* **Extracted data**
+ + + + + + +

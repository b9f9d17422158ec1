//! Traffic query collaborator
//!
//! The dependency pipeline never talks to a time-series database directly.
//! It issues instant queries through the [`QueryApi`] trait and only
//! understands the instant-vector result shape. Two backends ship with the
//! crate:
//!
//! - [`FileQueryApi`]: evaluates the queries this crate emits against a
//!   promtool-style JSON dump held in memory
//! - [`PrometheusHttpApi`]: forwards queries to a Prometheus HTTP API

mod file;
mod http;

use std::collections::{BTreeMap, BTreeSet};

use async_trait::async_trait;
use chrono::{DateTime, Utc};
#[cfg(test)]
use mockall::automock;
use serde::{Deserialize, Serialize};
use tracing::{debug, warn};

use crate::{Error, Result};

pub use file::{FileQueryApi, PromtoolSample};
pub use http::PrometheusHttpApi;

/// Labels every workload query aggregates by
pub const GROUPING_LABELS: [&str; 6] = [
    crate::LABEL_SOURCE_WORKLOAD,
    crate::LABEL_SOURCE_NAMESPACE,
    crate::LABEL_SOURCE_PRINCIPAL,
    crate::LABEL_DESTINATION_WORKLOAD,
    crate::LABEL_DESTINATION_NAMESPACE,
    crate::LABEL_DESTINATION_PRINCIPAL,
];

/// A single labeled measurement from an instant vector
#[derive(Clone, Debug, Default, PartialEq, Serialize, Deserialize)]
pub struct Sample {
    /// Label name -> label value
    pub labels: BTreeMap<String, String>,
    /// Measured value
    pub value: f64,
}

impl Sample {
    /// Create a sample from label pairs
    pub fn new<K, V>(labels: impl IntoIterator<Item = (K, V)>, value: f64) -> Self
    where
        K: Into<String>,
        V: Into<String>,
    {
        Self {
            labels: labels
                .into_iter()
                .map(|(k, v)| (k.into(), v.into()))
                .collect(),
            value,
        }
    }

    /// Look up a label value
    ///
    /// Empty values are treated as absent, matching Prometheus label semantics.
    pub fn label(&self, name: &str) -> Option<&str> {
        self.labels
            .get(name)
            .map(String::as_str)
            .filter(|v| !v.is_empty())
    }

    /// Look up a label value, defaulting to the empty string
    pub fn label_or_empty(&self, name: &str) -> &str {
        self.label(name).unwrap_or_default()
    }
}

/// One series of a range query result
#[derive(Clone, Debug, Default, PartialEq)]
pub struct RangeSeries {
    /// Series labels
    pub labels: BTreeMap<String, String>,
    /// (unix seconds, value) points
    pub points: Vec<(f64, f64)>,
}

/// Decoded value of a query
#[derive(Clone, Debug, PartialEq)]
pub enum QueryValue {
    /// Instant vector
    Vector(Vec<Sample>),
    /// Single scalar
    Scalar(f64),
    /// Range vector
    Matrix(Vec<RangeSeries>),
    /// String literal
    String(String),
}

impl QueryValue {
    /// Result type name as used by the Prometheus API
    pub fn type_name(&self) -> &'static str {
        match self {
            Self::Vector(_) => "vector",
            Self::Scalar(_) => "scalar",
            Self::Matrix(_) => "matrix",
            Self::String(_) => "string",
        }
    }

    /// Take the samples of an instant vector
    ///
    /// Any other shape is an unsupported result.
    pub fn into_samples(self) -> Result<Vec<Sample>> {
        match self {
            Self::Vector(samples) => Ok(samples),
            other => Err(Error::unsupported_result(other.type_name())),
        }
    }
}

/// Query result plus any warnings the backend reported
#[derive(Clone, Debug, PartialEq)]
pub struct QueryResponse {
    /// Decoded value
    pub value: QueryValue,
    /// Non-fatal warnings
    pub warnings: Vec<String>,
}

impl QueryResponse {
    /// Response with no warnings
    pub fn new(value: QueryValue) -> Self {
        Self {
            value,
            warnings: vec![],
        }
    }
}

/// Trait for evaluating instant queries against traffic telemetry
///
/// Implementations are awaited one query at a time; nothing in the crate
/// issues queries concurrently.
#[cfg_attr(test, automock)]
#[async_trait]
pub trait QueryApi: Send + Sync {
    /// Evaluate `query` at instant `time`
    async fn query(&self, query: &str, time: DateTime<Utc>) -> Result<QueryResponse>;
}

// =============================================================================
// Workload Queries
// =============================================================================

/// Filters for a workload dependency query
#[derive(Clone, Debug, PartialEq)]
pub struct WorkloadQuery {
    /// Metric carrying source/destination workload labels
    pub metric: String,
    /// Restrict to callers in this namespace
    pub namespace: Option<String>,
    /// Restrict to callers whose name starts with this prefix
    pub name_filter: Option<String>,
}

impl WorkloadQuery {
    /// Query over every workload pair for `metric`
    pub fn new(metric: impl Into<String>) -> Self {
        Self {
            metric: metric.into(),
            namespace: None,
            name_filter: None,
        }
    }

    /// Restrict to callers in `namespace`
    pub fn with_namespace(mut self, namespace: Option<String>) -> Self {
        self.namespace = namespace.filter(|ns| !ns.is_empty());
        self
    }

    /// Restrict to callers whose name starts with `name`
    pub fn with_name_filter(mut self, name: Option<String>) -> Self {
        self.name_filter = name.filter(|n| !n.is_empty());
        self
    }

    /// Render the PromQL expression
    pub fn expression(&self) -> String {
        let grouping = GROUPING_LABELS.join(",");

        let mut matchers = Vec::new();
        if let Some(name) = &self.name_filter {
            matchers.push(format!(
                "{}=~\"{}.*\"",
                crate::LABEL_SOURCE_WORKLOAD,
                escape_label_value(name)
            ));
        }
        if let Some(ns) = &self.namespace {
            matchers.push(format!(
                "{}=\"{}\"",
                crate::LABEL_SOURCE_NAMESPACE,
                escape_label_value(ns)
            ));
        }

        if matchers.is_empty() {
            format!("sum({}) by ({})", self.metric, grouping)
        } else {
            format!(
                "sum({}{{{}}}) by ({})",
                self.metric,
                matchers.join(", "),
                grouping
            )
        }
    }
}

fn escape_label_value(value: &str) -> String {
    value.replace('\\', "\\\\").replace('"', "\\\"")
}

/// Samples of one workload query, indexed by caller and callee name
#[derive(Clone, Debug, Default)]
pub struct WorkloadSamples {
    /// Every sample, in the order the backend returned them
    pub samples: Vec<Sample>,
    /// Samples grouped by `source_workload`
    pub by_source: BTreeMap<String, Vec<Sample>>,
    /// Samples grouped by `destination_workload`
    pub by_destination: BTreeMap<String, Vec<Sample>>,
}

impl WorkloadSamples {
    /// Index a sample set by workload labels
    ///
    /// Samples lacking a label are simply not indexed under it.
    pub fn from_samples(samples: Vec<Sample>) -> Self {
        let mut by_source: BTreeMap<String, Vec<Sample>> = BTreeMap::new();
        let mut by_destination: BTreeMap<String, Vec<Sample>> = BTreeMap::new();

        for sample in &samples {
            if let Some(src) = sample.label(crate::LABEL_SOURCE_WORKLOAD) {
                by_source
                    .entry(src.to_string())
                    .or_default()
                    .push(sample.clone());
            }
            if let Some(dest) = sample.label(crate::LABEL_DESTINATION_WORKLOAD) {
                by_destination
                    .entry(dest.to_string())
                    .or_default()
                    .push(sample.clone());
            }
        }

        Self {
            samples,
            by_source,
            by_destination,
        }
    }

    /// Names observed as `source_workload`
    pub fn source_names(&self) -> BTreeSet<String> {
        self.by_source.keys().cloned().collect()
    }

    /// Names observed as `destination_workload`
    pub fn destination_names(&self) -> BTreeSet<String> {
        self.by_destination.keys().cloned().collect()
    }
}

/// Run a workload query and index its samples
pub async fn query_workloads<Q: QueryApi + ?Sized>(
    api: &Q,
    query: &WorkloadQuery,
) -> Result<WorkloadSamples> {
    let expression = query.expression();
    debug!(query = %expression, "querying workload traffic");

    let response = api.query(&expression, Utc::now()).await?;
    for warning in &response.warnings {
        warn!(query = %expression, warning = %warning, "query returned warning");
    }

    let samples = response.value.into_samples()?;
    debug!(samples = samples.len(), "workload query returned");
    Ok(WorkloadSamples::from_samples(samples))
}

#[cfg(test)]
mod tests {
    use super::*;

    fn edge(src: &str, dest: &str) -> Sample {
        Sample::new(
            [
                (crate::LABEL_SOURCE_WORKLOAD, src),
                (crate::LABEL_DESTINATION_WORKLOAD, dest),
            ],
            1.0,
        )
    }

    // ==========================================================================
    // Story: Query Expressions
    // ==========================================================================

    #[test]
    fn unfiltered_query_sums_by_workload_labels() {
        let q = WorkloadQuery::new("istio_tcp_sent_bytes_total");
        assert_eq!(
            q.expression(),
            "sum(istio_tcp_sent_bytes_total) by (source_workload,source_workload_namespace,\
             source_principal,destination_workload,destination_workload_namespace,\
             destination_principal)"
        );
    }

    #[test]
    fn name_filter_becomes_prefix_regex() {
        let q = WorkloadQuery::new("istio_requests_total")
            .with_name_filter(Some("web".into()));
        let prefix = "sum(istio_requests_total{source_workload=~\"web.*\"}) by (";
        assert!(q.expression().starts_with(prefix));
    }

    #[test]
    fn namespace_and_name_filters_combine() {
        let q = WorkloadQuery::new("m")
            .with_name_filter(Some("api".into()))
            .with_namespace(Some("prod".into()));
        assert!(q.expression().starts_with(
            "sum(m{source_workload=~\"api.*\", source_workload_namespace=\"prod\"}) by ("
        ));
    }

    #[test]
    fn empty_filters_are_ignored() {
        let q = WorkloadQuery::new("m")
            .with_name_filter(Some(String::new()))
            .with_namespace(Some(String::new()));
        assert_eq!(q, WorkloadQuery::new("m"));
    }

    #[test]
    fn label_values_are_escaped() {
        let q = WorkloadQuery::new("m").with_namespace(Some("a\"b".into()));
        let expr = q.expression();
        assert!(expr.contains("source_workload_namespace=\"a\\\"b\""));
    }

    // ==========================================================================
    // Story: Result Shapes
    // ==========================================================================

    #[test]
    fn only_vectors_become_samples() {
        let samples = QueryValue::Vector(vec![edge("a", "b")])
            .into_samples()
            .unwrap();
        assert_eq!(samples.len(), 1);

        for value in [
            QueryValue::Scalar(1.0),
            QueryValue::Matrix(vec![]),
            QueryValue::String("x".into()),
        ] {
            let name = value.type_name();
            match value.into_samples() {
                Err(Error::UnsupportedResult(t)) => assert_eq!(t, name),
                other => panic!("expected unsupported result, got {:?}", other),
            }
        }
    }

    #[test]
    fn empty_label_values_count_as_absent() {
        let s = Sample::new([(crate::LABEL_SOURCE_WORKLOAD, "")], 0.0);
        assert_eq!(s.label(crate::LABEL_SOURCE_WORKLOAD), None);
        assert_eq!(s.label_or_empty(crate::LABEL_DESTINATION_CLUSTER), "");
    }

    #[test]
    fn samples_are_indexed_by_both_ends() {
        let mut unlabeled = edge("x", "y");
        unlabeled.labels.remove(crate::LABEL_DESTINATION_WORKLOAD);

        let idx = WorkloadSamples::from_samples(vec![edge("a", "b"), edge("a", "c"), unlabeled]);
        assert_eq!(idx.samples.len(), 3);
        assert_eq!(idx.by_source["a"].len(), 2);
        assert_eq!(idx.by_source["x"].len(), 1);
        assert_eq!(
            idx.destination_names().into_iter().collect::<Vec<_>>(),
            vec!["b", "c"]
        );
    }

    // ==========================================================================
    // Story: Talking to the Collaborator
    // ==========================================================================

    #[tokio::test]
    async fn query_workloads_issues_the_rendered_expression() {
        let query = WorkloadQuery::new("istio_requests_total");
        let expected = query.expression();

        let mut api = MockQueryApi::new();
        api.expect_query()
            .withf(move |q, _| q == expected)
            .times(1)
            .returning(|_, _| {
                Ok(QueryResponse {
                    value: QueryValue::Vector(vec![edge("web", "api")]),
                    warnings: vec!["partial data".to_string()],
                })
            });

        let result = query_workloads(&api, &query).await.unwrap();
        assert_eq!(result.source_names().len(), 1);
        assert!(result.by_destination.contains_key("api"));
    }

    #[tokio::test]
    async fn query_failures_propagate_verbatim() {
        let mut api = MockQueryApi::new();
        api.expect_query()
            .returning(|_, _| Err(Error::query("connection refused")));

        let err = query_workloads(&api, &WorkloadQuery::new("m"))
            .await
            .unwrap_err();
        assert_eq!(err.to_string(), "query error: connection refused");
    }

    #[tokio::test]
    async fn non_vector_results_are_rejected() {
        let mut api = MockQueryApi::new();
        api.expect_query()
            .returning(|_, _| Ok(QueryResponse::new(QueryValue::String("x".into()))));

        let err = query_workloads(&api, &WorkloadQuery::new("m"))
            .await
            .unwrap_err();
        assert!(matches!(err, Error::UnsupportedResult(_)));
    }
}
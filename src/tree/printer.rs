//! ASCII rendering of dependency trees
//!
//! Output is deterministic: children are visited in name order, and the
//! ancestor path is copied per child exactly like the builder does, so a
//! workload repeated in an unrelated branch is printed in full again.

use std::io::{self, Write};

use super::{AncestorPath, Node};

const CIRCULAR_MARKER: &str = " (CIRCULAR DEPENDENCY)";

/// Print `node` and its subtree
///
/// `prefix` is the indentation inherited from ancestors and `is_last`
/// selects the connector glyph. The sentinel root prints as `.`.
pub fn print_tree<W: Write>(
    out: &mut W,
    node: &Node,
    prefix: &str,
    is_last: bool,
    ancestors: &AncestorPath,
) -> io::Result<()> {
    let connector = if is_last { "└── " } else { "├── " };

    if !node.is_sentinel() && (node.is_circular || ancestors.contains(&node.name)) {
        return writeln!(
            out,
            "{}{}{}{}",
            prefix, connector, node.name, CIRCULAR_MARKER
        );
    }

    let mut path = ancestors.clone();
    let child_prefix = if node.is_sentinel() {
        writeln!(out, ".")?;
        prefix.to_string()
    } else {
        writeln!(out, "{}{}{}", prefix, connector, node.name)?;
        path.insert(node.name.clone());
        if is_last {
            format!("{}    ", prefix)
        } else {
            format!("{}│   ", prefix)
        }
    };

    let count = node.children.len();
    for (i, child) in node.children.values().enumerate() {
        print_tree(out, child, &child_prefix, i + 1 == count, &path)?;
    }

    Ok(())
}

/// Print a whole tree starting at its top node
pub fn write_tree<W: Write>(out: &mut W, root: &Node) -> io::Result<()> {
    print_tree(out, root, "", true, &AncestorPath::new())
}

/// Render a whole tree to a string
pub fn render_tree(root: &Node) -> String {
    let mut buf = Vec::new();
    write_tree(&mut buf, root).expect("writing to a Vec cannot fail");
    String::from_utf8_lossy(&buf).into_owned()
}
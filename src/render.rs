//! YAML document sink for synthesized resources
//!
//! Each resource becomes one YAML document followed by a `---` line. Resources
//! are rendered and written one at a time, so a failure part-way through
//! leaves the documents already written intact.

use std::io::Write;

use serde::Serialize;

use crate::{Error, Result};

/// Separator written after every document
pub const DOCUMENT_DELIMITER: &str = "---";

/// Render one resource as YAML without empty status or creation timestamp
pub fn render_document<T: Serialize>(resource: &T) -> Result<String> {
    let yaml = serde_yaml::to_string(resource)
        .map_err(|e| Error::serialization(e.to_string()))?;
    Ok(strip_empty_fields(&yaml))
}

/// Write every resource as its own document
pub fn write_documents<W: Write, T: Serialize>(out: &mut W, resources: &[T]) -> Result<()> {
    for resource in resources {
        let document = render_document(resource)?;
        out.write_all(document.as_bytes())?;
        writeln!(out, "{}", DOCUMENT_DELIMITER)?;
        out.flush()?;
    }
    Ok(())
}

fn strip_empty_fields(yaml: &str) -> String {
    yaml.lines()
        .filter(|line| *line != "status: {}" && line.trim() != "creationTimestamp: null")
        .map(|line| format!("{}\n", line))
        .collect()
}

+ + + + + + +

* **Your task**
Look over the entries for "format", then copy every line that includes that string.

* **Written answer**
            matchers.push(format!(
            matchers.push(format!(
            format!("sum({}) by ({})", self.metric, grouping)
            format!(
            format!("{}    ", prefix)
            format!("{}│   ", prefix)
        .map(|line| format!("{}\n", line))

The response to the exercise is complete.